Even radiologists on the verge of burnout struggle with loyalty. Leaving private practice can feel like you’re abandoning your entire practice ecosystem—your colleagues, your friends, your patients. This is especially difficult with the current radiologist shortage because they may not be able to find someone to fully replace you.
One of our radiologists felt tremendous guilt leaving her small-town practice, but she had reached a point where her mental health and family life were suffering too much to continue. The constant worklist pressure and longer and longer hours were grinding her down and making her less. Less of a doctor, less of a spouse, less of a parent. She had to make a change.
I share her story with radiologists who are struggling with loyalty and ask them to consider who they depend on and who depends on them—and understand that balance is critical to avoiding burnout. Hospital administrators, long commutes, higher workloads for the same amount of pay, and a lack of quality family life; these are the kinds of intangibles that you can’t really quantify. But they’re so crucial. Sometimes, the person you need to be loyal to is you.
2. How much control do you have over your salary?
Compensation is a complex web of a practice’s financial obligations, potential partnership investment, and work-life balance, plus the simple fact that you would be walking away from a guaranteed income. For many, that's enough to stop them from looking into the productivity model of teleradiology all together.
I think the better question to ask yourself is, how much control do you have over your salary and the amount of work you’re expected to perform to earn it?
I advise anyone who’s considering a move to take a step back and evaluate their full package and salary model. An attendance-based model can leave a productive radiologist feeling undervalued at a private practice. A productivity model, like we have a vRad, means that you get paid for exactly the studies you read. Then, when your shift is over, it’s over. Or, if you do want to work more, you can. It’s up to you. It’s a simple, straightforward concept, and one that puts the radiologist completely in charge of their own earnings. For many radiologists looking to leave private practice, this can be a strong motivation.
3. Are other commitments holding you back?

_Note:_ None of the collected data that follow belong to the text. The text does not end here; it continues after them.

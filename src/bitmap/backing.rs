use std::fs::File;
use std::path::Path;
#[cfg(feature = "mmap")]
use std::path::PathBuf;

use crate::error::Result;

/// How a file-backed [`Bitmap`](crate::Bitmap) shares its mapping with the
/// underlying file.
#[derive(Debug, Clone, Copy, PartialEq, Eq)]
pub enum Sharing {
    /// Writes are visible to other mappings of the same file and are
    /// written back by the kernel (and by explicit `flush`).
    Shared,
    /// Writes are copy-on-write and never reach the file.
    Private,
}

/// The storage backing a [`Bitmap`](crate::Bitmap): either an anonymous,
/// heap-allocated region, or a memory-mapped file.
pub(crate) enum Backing {
    Anonymous(Box<[u8]>),
    #[cfg(feature = "mmap")]
    File {
        path: PathBuf,
        file: File,
        mmap: memmap2::MmapMut,
    },
}

impl Backing {
    pub(crate) fn anonymous(size_bytes: usize) -> Self {
        Backing::Anonymous(vec![0u8; size_bytes].into_boxed_slice())
    }

    #[cfg(feature = "mmap")]
    pub(crate) fn file(path: &Path, size_bytes: usize, sharing: Sharing) -> Result<Self> {
        let mut file = std::fs::OpenOptions::new()
            .read(true)
            .write(true)
            .create(true)
            .open(path)?;

        zero_extend(&mut file, size_bytes as u64)?;

        let mmap = match sharing {
            Sharing::Shared => unsafe {
                memmap2::MmapOptions::new().len(size_bytes).map_mut(&file)?
            },
            Sharing::Private => unsafe {
                memmap2::MmapOptions::new().len(size_bytes).map_copy(&file)?
            },
        };

        Ok(Backing::File {
            path: path.to_path_buf(),
            file,
            mmap,
        })
    }

    #[cfg(not(feature = "mmap"))]
    pub(crate) fn file(_path: &Path, _size_bytes: usize, _sharing: Sharing) -> Result<Self> {
        Err(crate::error::Error::InvalidArgument(
            "file-backed bitmaps require the `mmap` feature".to_string(),
        ))
    }

    pub(crate) fn as_slice(&self) -> &[u8] {
        match self {
            Backing::Anonymous(b) => b,
            #[cfg(feature = "mmap")]
            Backing::File { mmap, .. } => mmap,
        }
    }

    pub(crate) fn as_mut_slice(&mut self) -> &mut [u8] {
        match self {
            Backing::Anonymous(b) => b,
            #[cfg(feature = "mmap")]
            Backing::File { mmap, .. } => mmap,
        }
    }

    /// `msync` the mapping (if file-backed) followed by `fsync` of the file
    /// descriptor. Anonymous maps are a no-op.
    pub(crate) fn flush(&self) -> Result<()> {
        match self {
            Backing::Anonymous(_) => Ok(()),
            #[cfg(feature = "mmap")]
            Backing::File { file, mmap, path } => {
                log::trace!("flushing bitmap {}", path.display());
                mmap.flush()?;
                file.sync_all()?;
                Ok(())
            }
        }
    }
}

/// Grow `file` to at least `size_bytes` by appending zeros in bounded
/// chunks, re-checking the file length between each append.
///
/// Mapping a short file and writing past EOF is undefined on some
/// platforms; zero-extending up front keeps mmap behaviour deterministic.
pub(crate) fn zero_extend(file: &mut File, size_bytes: u64) -> Result<()> {
    use std::io::{Seek, SeekFrom, Write};

    const MAX_CHUNK: u64 = 100_000;

    loop {
        let current = file.metadata()?.len();
        if current >= size_bytes {
            break;
        }

        let diff = size_bytes - current;
        let chunk_len = diff.min(MAX_CHUNK) as usize;
        file.seek(SeekFrom::End(0))?;
        file.write_all(&vec![0u8; chunk_len])?;
    }

    Ok(())
}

By the time radiologists are talking to me in the interview process, they’ve usually reached the breaking point with their current practice. Rigid schedules, long commutes, excessive call—they add up. In fact, a recent survey found that 60% of radiologists would accept a pay cut if it meant a better work-life balance. It’s an opinion that I’m hearing even more often in the last few years—salary considerations have come to include much more than a simple dollar amount.For radiologists who are tied up in contracts, buy ins, or partnership agreements, it can be sticky or expensive to get out. While your individual situation may need a financial advisor or a lawyer, if you’re questioning if leaving is the right choice, I recommend trying to focus on the long-term. Is escaping a life-derailing amount of call worth a five-figure buy-out? How many years can you bear under your current worklist load before burnout catches up to you?
On the practical side, radiologists working or buying their way out of contracts are often relieved to hear about our flexible onboarding. Easing their way out of their practice over several months often sounds better than breaking bonds instantly. Awkward? Sometimes. Difficult? Of course. But doable? Yes.
4. Are you worried that teleradiology means isolation?
Working remotely from the comfort of your home generally sounds great. Post-pandemic, several previously onsite radiology practices now offer remote options. But many radiologists worry about isolation or missing peer connections, and it’s a fair concern. In private practice, even if you don’t see patients, there are coworkers, techs, and physicians who you consult with every shift.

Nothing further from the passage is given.